Diana Denholm’s husband was 16 years older. The psychotherapist and author of The Caregiving Wife’s Handbook cared for him for 11 years, while he suffered colon cancer and then congestive heart failure.
“When a spouse dies it’s horrible but it’s over,” Denholm says. “When the spouse has a chronic condition or all of a sudden something serious happens, it is an ongoing ordeal. The couple doesn’t know what to expect from each other. It totally changes the game from what it was. There can be excruciating loss.”
The physical and emotional drain
In the last 23 years, Steve McMillian’s wife Wendy has had breast cancer, multiple sclerosis, and another rare auto immune disease that creates open wounds on her leg. She gets around in an electric wheelchair.

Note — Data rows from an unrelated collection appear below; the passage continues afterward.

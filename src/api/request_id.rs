//! `X-Request-ID` propagation.
//!
//! A caller-supplied non-empty `X-Request-ID` is kept; otherwise a UUID v4
//! is minted. The ID is stored as a request extension, echoed on the
//! response, and attached to a tracing span so the `/info` log line and the
//! access log can be correlated with what the caller saw.

use axum::{
    extract::Request,
    http::{HeaderName, HeaderValue},
    middleware::Next,
    response::Response,
};
use tracing::Instrument as _;
use uuid::Uuid;

pub static X_REQUEST_ID: HeaderName = HeaderName::from_static("x-request-id");

/// The ID assigned to the current request.
#[derive(Clone, Debug, PartialEq, Eq)]
pub struct RequestId(pub String);

impl RequestId {
    fn from_request(req: &Request) -> Self {
        let id = req
            .headers()
            .get(&X_REQUEST_ID)
            .and_then(|v| v.to_str().ok())
            .filter(|v| !v.is_empty())
            .map(String::from)
            .unwrap_or_else(|| Uuid::new_v4().to_string());
        Self(id)
    }
}

/// Axum middleware assigning a [`RequestId`] to every request.
///
/// Must sit inside `TraceLayer` so the span nests under the HTTP span.
pub async fn request_id_middleware(mut req: Request, next: Next) -> Response {
    let id = RequestId::from_request(&req);
    req.extensions_mut().insert(id.clone());

    let span = tracing::debug_span!("request", id = %id.0);
    let mut response = next.run(req).instrument(span).await;

    if let Ok(value) = HeaderValue::from_str(&id.0) {
        response.headers_mut().insert(X_REQUEST_ID.clone(), value);
    }
    response
}

#[cfg(test)]
mod tests {
    use axum::{body::Body, http::Request, routing::get, Extension, Router};
    use tower::ServiceExt;

    use super::*;

    fn echo_app() -> Router {
        Router::new()
            .route(
                "/",
                get(|Extension(id): Extension<RequestId>| async move { id.0 }),
            )
            .layer(axum::middleware::from_fn(request_id_middleware))
    }

    fn response_id(resp: &Response) -> String {
        resp.headers()
            .get(&X_REQUEST_ID)
            .and_then(|v| v.to_str().ok())
            .unwrap_or_default()
            .to_string()
    }

    #[tokio::test]
    async fn caller_supplied_id_is_echoed() {
        let req = Request::builder()
            .uri("/")
            .header("x-request-id", "deploy-abc-123")
            .body(Body::empty())
            .unwrap();

        let resp = echo_app().oneshot(req).await.unwrap();
        assert_eq!(response_id(&resp), "deploy-abc-123");
    }

    #[tokio::test]
    async fn missing_id_is_generated_as_uuid() {
        let req = Request::builder().uri("/").body(Body::empty()).unwrap();

        let resp = echo_app().oneshot(req).await.unwrap();
        let id = response_id(&resp);
        assert!(Uuid::parse_str(&id).is_ok(), "not a uuid: {id:?}");
    }

    #[tokio::test]
    async fn empty_header_is_replaced() {
        let req = Request::builder()
            .uri("/")
            .header("x-request-id", "")
            .body(Body::empty())
            .unwrap();

        let resp = echo_app().oneshot(req).await.unwrap();
        assert!(!response_id(&resp).is_empty());
    }

    #[tokio::test]
    async fn handler_sees_the_same_id_as_the_response_header() {
        let req = Request::builder().uri("/").body(Body::empty()).unwrap();

        let resp = echo_app().oneshot(req).await.unwrap();
        let header_id = response_id(&resp);
        let body = axum::body::to_bytes(resp.into_body(), usize::MAX)
            .await
            .unwrap();
        assert_eq!(String::from_utf8(body.to_vec()).unwrap(), header_id);
    }
}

While they have an aide during the week, Steve, who has knee problems, handles nights and weekends. That can mean getting Wendy out of bed, bathing and dressing her, checking wounds, making sure she is fed, and helping her to the toilet. Sleep at their Alexandria, Va., home is often interrupted by nightly trips to the bathroom.
Like most spousal caregivers, Steve, 61, has had to make the transition from a partnership to a solo act. Work. Household chores. Grocery shopping. Paying bills. Managing medications. Coordinating and providing care. Shuttling to doctor appointments.
“There is no one else I would rather be with, but it wears on you,” says Steve.
That stress and exhaustion can take a toll. According to one study, older spousal caregivers have a 63% increased of dying over those of the same demographic who aren’t caring for a spouse.
Keeping it together
If you’re caring for your spouse, it’s normal to feel conflicted emotions, experts say—everything from guilt to resentment to anxiety and even jealousy of other happy couples. These strategies can help you cope.
Focus on what you can still do as a couple. You both love the symphony, but your husband can’t sit for hours? Go to the concert and leave at intermission. Or listen to your favorites at home. Your wife can’t fly? Plan shorter car trips.
Find the right outlets. It’s normal to feel resentment, but you have to avoid taking out anger on your spouse (who likely already feels like a burden). Instead, seek out in person or online support groups such as the Well Spouse Association or Caregiver Action Network, disease specific organizations, a therapist, member of the clergy, sibling or close friend.
Ask for help. Too often, people will say the absolute wrong thing, or not offer the help you need most.
Unfortunately, that means you will often need to take the initiative. If you’re feeling lonely, ask a friend out for coffee, a movie, a walk or make time for a long phone call. Need food or transportation for a doctor’s appointment or something else? CaringBridge lets family members request help, and volunteers to sign up for it.
Promote independence. No adult likes to feel dependent, so give your spouse whatever control they can handle.
If your spouse has difficulty walking or with fine motor tasks, consider investing in voice-enabled smart-home technology, so they don’t have to ask you to turn on the lights, play music, or change the TV channel. Other devices can help remind them when to take medication, to lock the door, and more.
Find caregiving-specific resources. If your spouse has Alzheimer’s, check whether local museums and theaters have special programs for people with dementia and their family caregivers. Some towns and organizations have memory cafes, which are places where family caregivers and those with memory issues gather and engage in structured activities or conversation. You can look for a memory café in your area here.
You may also be able to find respite services via your local Area Agency on Aging, the Family Caregiver Alliance’s Family Care Navigator, the federal government’s Eldercare Locator or Caregiver Support and your human resources department at work.